## Excerpted data
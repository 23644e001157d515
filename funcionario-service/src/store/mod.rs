//! Record store for employee entities
//!
//! A pure persistence boundary: no validation happens here. Callers load and
//! check existence before calling [`update`](EmployeeStore::update) or
//! [`remove`](EmployeeStore::remove).
//!
//! # Available Backends
//!
//! - [`PgEmployeeStore`]: PostgreSQL through a sqlx pool
//! - [`InMemoryEmployeeStore`]: process-local, for tests and local runs

use async_trait::async_trait;

use crate::employee::{Employee, EmployeeId};
use crate::error::StoreError;

pub mod memory;
pub mod postgres;

pub use memory::InMemoryEmployeeStore;
pub use postgres::PgEmployeeStore;

/// Result type for record store operations
pub type StoreResult<T> = std::result::Result<T, StoreError>;

/// Trait for employee persistence backends
#[async_trait]
pub trait EmployeeStore: Send + Sync {
    /// Load an employee by id, `None` if absent
    async fn find(&self, id: EmployeeId) -> StoreResult<Option<Employee>>;

    /// Persist a new employee and return it with its assigned id
    ///
    /// The incoming id is ignored.
    async fn add(&self, employee: Employee) -> StoreResult<Employee>;

    /// Overwrite every mutable field of an existing employee
    async fn update(&self, employee: &Employee) -> StoreResult<()>;

    /// Delete an existing employee
    async fn remove(&self, id: EmployeeId) -> StoreResult<()>;

    /// Liveness check
    ///
    /// Returns `Ok(false)` when the store cannot be reached; other failures
    /// are returned as errors.
    async fn can_connect(&self) -> StoreResult<bool>;
}
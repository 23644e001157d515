//! Employee HTTP API
//!
//! Every mutation runs as two steps: the record store write, then the audit
//! log write. The second step is not transactional with the first. When it
//! fails the mutation stays committed and the request fails with
//! [`Error::AuditLogAfterCommit`], which tells the caller the change is
//! durable but missing from the audit trail.

use axum::{
    extract::{FromRequest, Path, State},
    http::StatusCode,
    routing::{get, post},
    Json, Router,
};

use crate::audit_log::{ActionKind, AuditLogEntry};
use crate::diagnostics;
use crate::employee::{Employee, EmployeeId, UNASSIGNED_ID};
use crate::error::{Error, Result};
use crate::health;
use crate::responses::{Created, NoContent};
use crate::state::AppState;

/// Base route of the employee resource
pub const BASE_PATH: &str = "/Funcionario";

/// Full application router
pub fn router(state: AppState) -> Router {
    Router::new()
        .route("/health", get(health::health))
        .route("/ready", get(health::readiness))
        .nest(BASE_PATH, employee_routes())
        .with_state(state)
}

fn employee_routes() -> Router<AppState> {
    Router::new()
        .route("/", post(create))
        .route("/Logs", get(list_logs))
        .route("/Logs/{departamento}", get(list_logs_by_department))
        .route("/TestConnection", get(diagnostics::test_connection))
        .route("/{id}", get(get_by_id).put(update).delete(delete))
}

/// JSON employee body; binding failures answer 400 like validation failures
#[derive(FromRequest, serde::Deserialize)]
#[from_request(via(Json), rejection(Error))]
struct EmployeeBody(Employee);

fn validate(employee: &Employee) -> Result<()> {
    employee.validate().map_err(|msg| {
        tracing::warn!("Rejected employee: {}", msg);
        Error::Validation(msg.to_string())
    })
}

async fn load(state: &AppState, id: EmployeeId) -> Result<Employee> {
    state.employees().find(id).await?.ok_or_else(|| {
        tracing::warn!(id, "Employee not found");
        Error::NotFound
    })
}

/// Post-commit step: write the audit entry for a committed mutation
async fn record_mutation(state: &AppState, employee: &Employee, action: ActionKind) -> Result<()> {
    let entry = AuditLogEntry::new(employee, action);
    let row_key = entry.row_key.clone();

    state
        .audit_log()
        .upsert(entry)
        .await
        .map_err(|source| Error::AuditLogAfterCommit {
            action,
            employee_id: employee.id,
            department: employee.department().to_string(),
            source,
        })?;

    tracing::info!(
        %action,
        id = employee.id,
        department = employee.department(),
        row_key = %row_key,
        "Audit log entry recorded"
    );
    Ok(())
}

/// `GET /Funcionario/{id}`
async fn get_by_id(
    State(state): State<AppState>,
    Path(id): Path<EmployeeId>,
) -> Result<Json<Employee>> {
    Ok(Json(load(&state, id).await?))
}

/// `POST /Funcionario`
async fn create(
    State(state): State<AppState>,
    EmployeeBody(mut employee): EmployeeBody,
) -> Result<Created<Employee>> {
    validate(&employee)?;

    // ids are always assigned by the store
    employee.id = UNASSIGNED_ID;
    let created = state.employees().add(employee).await?;
    tracing::info!(id = created.id, department = created.department(), "Employee created");

    record_mutation(&state, &created, ActionKind::Insertion).await?;

    let location = format!("{}/{}", BASE_PATH, created.id);
    Ok(Created::new(created).with_location(location))
}

/// `PUT /Funcionario/{id}`
async fn update(
    State(state): State<AppState>,
    Path(id): Path<EmployeeId>,
    EmployeeBody(employee): EmployeeBody,
) -> Result<StatusCode> {
    validate(&employee)?;

    let mut stored = load(&state, id).await?;
    stored.overwrite_from(employee);
    state.employees().update(&stored).await?;
    tracing::info!(id, department = stored.department(), "Employee updated");

    record_mutation(&state, &stored, ActionKind::Update).await?;

    Ok(StatusCode::OK)
}

/// `DELETE /Funcionario/{id}`
async fn delete(State(state): State<AppState>, Path(id): Path<EmployeeId>) -> Result<NoContent> {
    let snapshot = load(&state, id).await?;
    state.employees().remove(id).await?;
    tracing::info!(id, department = snapshot.department(), "Employee removed");

    record_mutation(&state, &snapshot, ActionKind::Removal).await?;

    Ok(NoContent)
}

/// `GET /Funcionario/Logs`
async fn list_logs(State(state): State<AppState>) -> Result<Json<Vec<AuditLogEntry>>> {
    Ok(Json(state.audit_log().query_all().await?))
}

/// `GET /Funcionario/Logs/{departamento}`
async fn list_logs_by_department(
    State(state): State<AppState>,
    Path(department): Path<String>,
) -> Result<Json<Vec<AuditLogEntry>>> {
    Ok(Json(state.audit_log().query_by_partition(&department).await?))
}
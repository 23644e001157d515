//! Application state management

use std::sync::Arc;

use crate::audit_log::{AuditLogStore, InMemoryAuditLogStore, RedisAuditLogStore};
use crate::config::Config;
use crate::error::Result;
use crate::store::{EmployeeStore, InMemoryEmployeeStore, PgEmployeeStore};

/// Application state shared across handlers
///
/// Cloning is cheap: everything sits behind an `Arc`.
#[derive(Clone)]
pub struct AppState {
    config: Arc<Config>,
    employees: Arc<dyn EmployeeStore>,
    audit_log: Arc<dyn AuditLogStore>,
}

impl AppState {
    /// Create state from already constructed stores
    pub fn new(
        config: Config,
        employees: Arc<dyn EmployeeStore>,
        audit_log: Arc<dyn AuditLogStore>,
    ) -> Self {
        Self {
            config: Arc::new(config),
            employees,
            audit_log,
        }
    }

    /// State backed by the in-memory stores
    pub fn in_memory(config: Config) -> Self {
        Self::new(
            config,
            Arc::new(InMemoryEmployeeStore::new()),
            Arc::new(InMemoryAuditLogStore::new()),
        )
    }

    /// Create a new builder for AppState
    pub fn builder() -> AppStateBuilder {
        AppStateBuilder::new()
    }

    /// Get the configuration
    pub fn config(&self) -> &Config {
        &self.config
    }

    /// Record store for employee entities
    pub fn employees(&self) -> &dyn EmployeeStore {
        self.employees.as_ref()
    }

    /// Audit log table store
    pub fn audit_log(&self) -> &dyn AuditLogStore {
        self.audit_log.as_ref()
    }
}

/// Builder for AppState
///
/// Stores that are not supplied explicitly are created from the
/// configuration: PostgreSQL when `database` is set, Redis when
/// `audit_log.connection_string` is set, in-memory otherwise.
#[derive(Default)]
pub struct AppStateBuilder {
    config: Option<Config>,
    employees: Option<Arc<dyn EmployeeStore>>,
    audit_log: Option<Arc<dyn AuditLogStore>>,
}

impl AppStateBuilder {
    /// Create a new builder
    pub fn new() -> Self {
        Self::default()
    }

    /// Set the configuration
    pub fn config(mut self, config: Config) -> Self {
        self.config = Some(config);
        self
    }

    /// Use the given record store instead of one built from configuration
    pub fn employees(mut self, store: Arc<dyn EmployeeStore>) -> Self {
        self.employees = Some(store);
        self
    }

    /// Use the given audit log store instead of one built from configuration
    pub fn audit_log(mut self, store: Arc<dyn AuditLogStore>) -> Self {
        self.audit_log = Some(store);
        self
    }

    /// Build the AppState, connecting to configured stores
    pub async fn build(self) -> Result<AppState> {
        let config = self.config.unwrap_or_default();

        let employees: Arc<dyn EmployeeStore> = match self.employees {
            Some(store) => store,
            None => match &config.database {
                Some(db_config) => Arc::new(PgEmployeeStore::connect(db_config).await?),
                None => {
                    tracing::warn!("No database configured, employees are kept in memory");
                    Arc::new(InMemoryEmployeeStore::new())
                }
            },
        };

        let audit_log: Arc<dyn AuditLogStore> = match self.audit_log {
            Some(store) => store,
            None if config.audit_log.connection_string().is_some() => {
                Arc::new(RedisAuditLogStore::connect(&config.audit_log).await?)
            }
            None => {
                tracing::warn!("No audit log connection string configured, audit log is kept in memory");
                Arc::new(InMemoryAuditLogStore::new())
            }
        };

        Ok(AppState::new(config, employees, audit_log))
    }
}
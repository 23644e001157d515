//! Request tracking middleware
//!
//! Request ID generation and propagation, and masking of sensitive headers
//! in trace output.

use http::Request;
use tower_http::{
    request_id::{MakeRequestId, PropagateRequestIdLayer, RequestId, SetRequestIdLayer},
    sensitive_headers::SetSensitiveRequestHeadersLayer,
};
use uuid::Uuid;

/// Sensitive headers that should be masked in logs
pub const SENSITIVE_HEADERS: &[&str] = &[
    "authorization",
    "cookie",
    "set-cookie",
    "x-api-key",
    "x-auth-token",
];

/// Generates time-sortable UUIDv7 request ids
#[derive(Debug, Clone, Copy, Default)]
pub struct MakeRequestUuidV7;

impl MakeRequestId for MakeRequestUuidV7 {
    fn make_request_id<B>(&mut self, _request: &Request<B>) -> Option<RequestId> {
        Uuid::now_v7()
            .to_string()
            .parse()
            .ok()
            .map(RequestId::new)
    }
}

/// Create a request ID layer setting `x-request-id` when absent
pub fn request_id_layer() -> SetRequestIdLayer<MakeRequestUuidV7> {
    SetRequestIdLayer::x_request_id(MakeRequestUuidV7)
}

/// Create a request ID propagation layer
pub fn request_id_propagation_layer() -> PropagateRequestIdLayer {
    PropagateRequestIdLayer::x_request_id()
}

/// Create a sensitive headers layer
pub fn sensitive_headers_layer() -> SetSensitiveRequestHeadersLayer {
    let headers = SENSITIVE_HEADERS
        .iter()
        .filter_map(|h| h.parse().ok())
        .collect::<Vec<_>>();

    SetSensitiveRequestHeadersLayer::new(headers)
}

#[cfg(test)]
mod tests {
    use super::*;

    #[test]
    fn test_request_ids_are_uuid_v7() {
        let request = Request::builder().body(()).unwrap();
        let id = MakeRequestUuidV7.make_request_id(&request).unwrap();
        let parsed = Uuid::parse_str(id.header_value().to_str().unwrap()).unwrap();
        assert_eq!(parsed.get_version_num(), 7);
    }

    #[test]
    fn test_sensitive_headers_are_valid_names() {
        let parsed = SENSITIVE_HEADERS
            .iter()
            .filter(|h| h.parse::<http::HeaderName>().is_ok())
            .count();
        assert_eq!(parsed, SENSITIVE_HEADERS.len());
    }
}
//! HTTP response builders with correct status codes
//!
//! - **201 Created** - resource created, with a `Location` header
//! - **204 No Content** - successful operation with no response body

use axum::{
    http::{header, HeaderValue, StatusCode},
    response::{IntoResponse, Response},
    Json,
};
use serde::Serialize;

/// HTTP 201 Created response
///
/// Optionally includes a `Location` header pointing to the new resource.
#[derive(Debug)]
pub struct Created<T> {
    data: T,
    location: Option<String>,
}

impl<T> Created<T> {
    /// Create a new 201 Created response
    pub fn new(data: T) -> Self {
        Self {
            data,
            location: None,
        }
    }

    /// Add a Location header pointing to the created resource
    pub fn with_location(mut self, location: impl Into<String>) -> Self {
        self.location = Some(location.into());
        self
    }
}

impl<T: Serialize> IntoResponse for Created<T> {
    fn into_response(self) -> Response {
        let mut response = (StatusCode::CREATED, Json(&self.data)).into_response();

        if let Some(location) = self.location {
            if let Ok(header_value) = HeaderValue::from_str(&location) {
                response.headers_mut().insert(header::LOCATION, header_value);
            }
        }

        response
    }
}

/// HTTP 204 No Content response
#[derive(Debug, Clone, Copy)]
pub struct NoContent;

impl IntoResponse for NoContent {
    fn into_response(self) -> Response {
        StatusCode::NO_CONTENT.into_response()
    }
}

## Problem to work on
Each line of the data that contains "RedisAuditLogStore" belongs in the answer.

## Problem solution
use crate::audit_log::{AuditLogStore, InMemoryAuditLogStore, RedisAuditLogStore};
                Arc::new(RedisAuditLogStore::connect(&config.audit_log).await?)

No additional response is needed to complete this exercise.